## EXERCISE DETAILS
From the entries below, return exactly the lines beginning at the one that contains "pub use structures::*;" and ending at the one that contains "into the buffer", both of them included, and only those lines.

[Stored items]
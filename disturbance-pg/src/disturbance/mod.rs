//! Moteur de requête de perturbation forestière
//!
//! Identifie les parcelles dont la surface forêt (classes arbres +
//! végétation inondée) a diminué d'au moins un seuil donné entre deux
//! années, dans une emprise spatiale. Les résultats sont produits
//! paresseusement via un curseur côté serveur.

pub mod error;
pub mod params;
pub mod result;
pub mod sql;
pub mod stream;

pub use error::DisturbanceError;
pub use params::{DisturbanceParams, DEFAULT_AREA_THRESHOLD_SQ_M};
pub use result::DisturbanceResult;
pub use stream::{find_disturbed_parcels, DisturbanceStream};
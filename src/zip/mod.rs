//! Read-only ZIP archive decoding.
//!
//! ## Architecture
//!
//! - [`structures`]: Data structures representing ZIP format elements (EOCD, entry metadata, etc.)
//! - [`parser`]: Central directory parsing into a [`ZipArchive`]
//! - [`stream`]: Chunked, checksummed decompression of a single entry
//!
//! ## ZIP Format Overview
//!
//! A ZIP file consists of:
//! 1. Local file headers and compressed data for each file
//! 2. Central Directory with metadata for all files
//! 3. End of Central Directory (EOCD) record at the end
//!
//! The central directory is the source of truth for entry names and sizes;
//! local headers are only read to locate each entry's data.
//!
//! ## Supported Features
//!
//! - Standard ZIP format (PKZIP APPNOTE 6.3.x compatible)
//! - ZIP64 extensions for files > 4GB
//! - STORED (no compression) method
//! - DEFLATE compression method
//!
//! ## Limitations
//!
//! - No encryption support
//! - No multi-disk archive support
//! - No BZIP2, LZMA, or other compression methods

mod parser;
mod stream;
mod structures;

pub use parser::ZipArchive;
pub use stream::{ChunkRead, EntryStream};
pub use structures::*;
mod local;
mod memory;

pub use local::LocalFileReader;
pub use memory::MemoryReader;

use anyhow::{Result, bail};
use async_trait::async_trait;

/// Trait for random access reading from an archive source
#[async_trait]
pub trait ReadAt: Send + Sync {
    /// Read data at the specified offset into the buffer
    async fn read_at(&self, offset: u64, buf: &mut [u8]) -> Result<usize>;

    /// Get the total size of the data source
    fn size(&self) -> u64;

    /// Fill `buf` completely from `offset`, retrying on short reads.
    ///
    /// Fails if the source ends before the buffer is full.
    async fn read_exact_at(&self, offset: u64, buf: &mut [u8]) -> Result<()> {
        let mut filled = 0;
        while filled < buf.len() {
            let n = self.read_at(offset + filled as u64, &mut buf[filled..]).await?;
            if n == 0 {
                bail!(
                    "Unexpected end of archive: wanted {} bytes at offset {}, got {}",
                    buf.len(),
                    offset,
                    filled
                );
            }
            filled += n;
        }
        Ok(())
    }
}
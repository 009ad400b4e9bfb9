use super::ReadAt;
use anyhow::Result;
use async_trait::async_trait;

/// Archive source held entirely in memory.
#[derive(Debug, Clone)]
pub struct MemoryReader {
    data: Vec<u8>,
}

impl MemoryReader {
    pub fn new(data: impl Into<Vec<u8>>) -> Self {
        Self { data: data.into() }
    }
}

#[async_trait]
impl ReadAt for MemoryReader {
    async fn read_at(&self, offset: u64, buf: &mut [u8]) -> Result<usize> {
        let Ok(start) = usize::try_from(offset) else {
            return Ok(0);
        };
        if start >= self.data.len() {
            return Ok(0);
        }
        let n = buf.len().min(self.data.len() - start);
        buf[..n].copy_from_slice(&self.data[start..start + n]);
        Ok(n)
    }

    fn size(&self) -> u64 {
        self.data.len() as u64
    }
}

#[cfg(test)]
mod tests {
    use super::*;

    #[tokio::test]
    async fn short_read_at_tail() {
        let reader = MemoryReader::new(b"abcdef".to_vec());
        let mut buf = [0u8; 4];
        assert_eq!(reader.read_at(4, &mut buf).await.unwrap(), 2);
        assert_eq!(&buf[..2], b"ef");
        assert_eq!(reader.read_at(u64::MAX, &mut buf).await.unwrap(), 0);
    }
}
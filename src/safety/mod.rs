//! Zip bomb detection.
//!
//! Every entry is decompressed in full, in small chunks, before it is
//! accepted. Three thresholds are enforced:
//!
//! - the ratio of decompressed bytes to compressed size of one entry,
//!   checked after every chunk so an amplifying entry is abandoned early
//! - total decompressed bytes
//! - number of entries
//!
//! The last two are checked once an entry is exhausted. Whether they span the
//! whole archive or a single entry is controlled by [`CounterScope`].

mod checker;
mod limits;

pub use checker::SafetyChecker;
pub use limits::{CounterScope, SafetyLimits};
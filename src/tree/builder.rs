use log::{debug, warn};

use crate::error::Result;
use crate::io::ReadAt;
use crate::safety::{SafetyChecker, SafetyLimits};
use crate::zip::{ZipArchive, ZipEntry};

use super::node::{ArchiveNode, split_path};

/// Builds the directory tree of an archive, checking every entry first.
#[derive(Debug, Clone, Default)]
pub struct TreeBuilder {
    limits: SafetyLimits,
}

impl TreeBuilder {
    pub fn new(limits: SafetyLimits) -> Self {
        Self { limits }
    }

    pub fn limits(&self) -> &SafetyLimits {
        &self.limits
    }

    /// Walk `archive` in central directory order and return its top-level
    /// nodes.
    ///
    /// Each entry is streamed through a [`SafetyChecker`] before it is added
    /// to the tree. The first failure aborts the build and the partial tree is
    /// dropped. Counters start from zero on every call, so building twice over
    /// the same archive gives the same result.
    pub async fn build<R: ReadAt>(&self, archive: &ZipArchive<R>) -> Result<Vec<ArchiveNode>> {
        let mut checker = SafetyChecker::new(self.limits);
        let mut root = Vec::new();

        for entry in archive.entries() {
            checker.check(archive, entry).await?;
            graft(&mut root, entry);
        }

        debug!(
            "built tree: {} top-level nodes from {} entries, {} bytes decompressed",
            root.len(),
            archive.len(),
            checker.total_size()
        );
        Ok(root)
    }
}

/// Insert the path of `entry` under `root`, reusing nodes with equal names.
///
/// Every segment but the last becomes a directory. The last one becomes a
/// file holding `entry` unless the entry is itself a directory. Existing
/// nodes are never replaced. Returns `false` when the path runs through an
/// existing file, in which case the entry is skipped.
fn graft(root: &mut Vec<ArchiveNode>, entry: &ZipEntry) -> bool {
    let segments = split_path(&entry.name);
    let last = segments.len().saturating_sub(1);
    let mut level = root;

    for (i, segment) in segments.iter().enumerate() {
        let pos = match level.iter().position(|node| node.name() == *segment) {
            Some(pos) => pos,
            None => {
                let node = if entry.is_directory || i != last {
                    ArchiveNode::directory(*segment)
                } else {
                    ArchiveNode::file(*segment, entry.clone())
                };
                level.push(node);
                level.len() - 1
            }
        };

        if i == last {
            break;
        }
        match level[pos].children_mut() {
            Some(children) => level = children,
            None => {
                warn!(
                    "skipping {}: {} is a file",
                    entry.name,
                    segments[..=i].join("/")
                );
                return false;
            }
        }
    }
    true
}
use log::{debug, warn};

use crate::error::{AbuseReason, Error, Result};
use crate::io::ReadAt;
use crate::zip::{ChunkRead, ZipArchive, ZipEntry};

use super::limits::{CounterScope, SafetyLimits};

/// Streams entries through the configured [`SafetyLimits`].
///
/// One checker is meant to cover one pass over one archive; with
/// [`CounterScope::Archive`] its counters carry over between calls to
/// [`check`](Self::check).
pub struct SafetyChecker {
    limits: SafetyLimits,
    total_size: u64,
    total_entries: u64,
    buf: Vec<u8>,
}

impl SafetyChecker {
    pub fn new(limits: SafetyLimits) -> Self {
        Self {
            buf: vec![0u8; limits.chunk_size.max(1)],
            limits,
            total_size: 0,
            total_entries: 0,
        }
    }

    pub fn limits(&self) -> &SafetyLimits {
        &self.limits
    }

    /// Decompressed bytes counted so far.
    pub fn total_size(&self) -> u64 {
        self.total_size
    }

    /// Entries counted so far.
    pub fn total_entries(&self) -> u64 {
        self.total_entries
    }

    /// Read `entry` to the end and fail if any threshold is crossed.
    ///
    /// The entry stream is dropped before returning on every path.
    pub async fn check<R: ReadAt>(
        &mut self,
        archive: &ZipArchive<R>,
        entry: &ZipEntry,
    ) -> Result<()> {
        let stream = archive.open_entry(entry).await?;
        self.check_stream(stream, entry).await
    }

    /// Drain `stream`, the decompressed content of `entry`, against the limits.
    ///
    /// The ratio is evaluated after every chunk against the entry's compressed
    /// size; an entry with a compressed size of zero fails as soon as it
    /// produces a byte. Size and entry limits are evaluated once the stream
    /// is exhausted.
    pub async fn check_stream<S: ChunkRead>(
        &mut self,
        mut stream: S,
        entry: &ZipEntry,
    ) -> Result<()> {
        if self.limits.scope == CounterScope::PerEntry {
            self.total_size = 0;
            self.total_entries = 0;
        }
        self.total_entries += 1;

        let mut entry_size = 0u64;
        loop {
            let n = stream.read_chunk(&mut self.buf).await?;
            if n == 0 {
                break;
            }
            entry_size += n as u64;
            self.total_size += n as u64;

            let ratio = entry_size as f64 / entry.compressed_size as f64;
            if ratio > self.limits.max_ratio {
                return Err(self.reject(AbuseReason::SuspiciousCompressionRatio, entry));
            }
        }

        if self.total_size > self.limits.max_total_size {
            return Err(self.reject(AbuseReason::UncompressedSizeExceeded, entry));
        }
        if self.total_entries > self.limits.max_entries {
            return Err(self.reject(AbuseReason::TooManyEntries, entry));
        }

        debug!(
            "checked {}: {} bytes from {} compressed",
            entry.name, entry_size, entry.compressed_size
        );
        Ok(())
    }

    fn reject(&self, reason: AbuseReason, entry: &ZipEntry) -> Error {
        warn!(
            "rejecting archive at {} ({:?}): {} bytes over {} entries",
            entry.name, reason, self.total_size, self.total_entries
        );
        Error::Abuse {
            reason,
            entry: entry.name.clone(),
        }
    }
}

## TASK RESULT
pub use structures::*;
mod local;
mod memory;

pub use local::LocalFileReader;
pub use memory::MemoryReader;

use anyhow::{Result, bail};
use async_trait::async_trait;

/// Trait for random access reading from an archive source
#[async_trait]
pub trait ReadAt: Send + Sync {
    /// Read data at the specified offset into the buffer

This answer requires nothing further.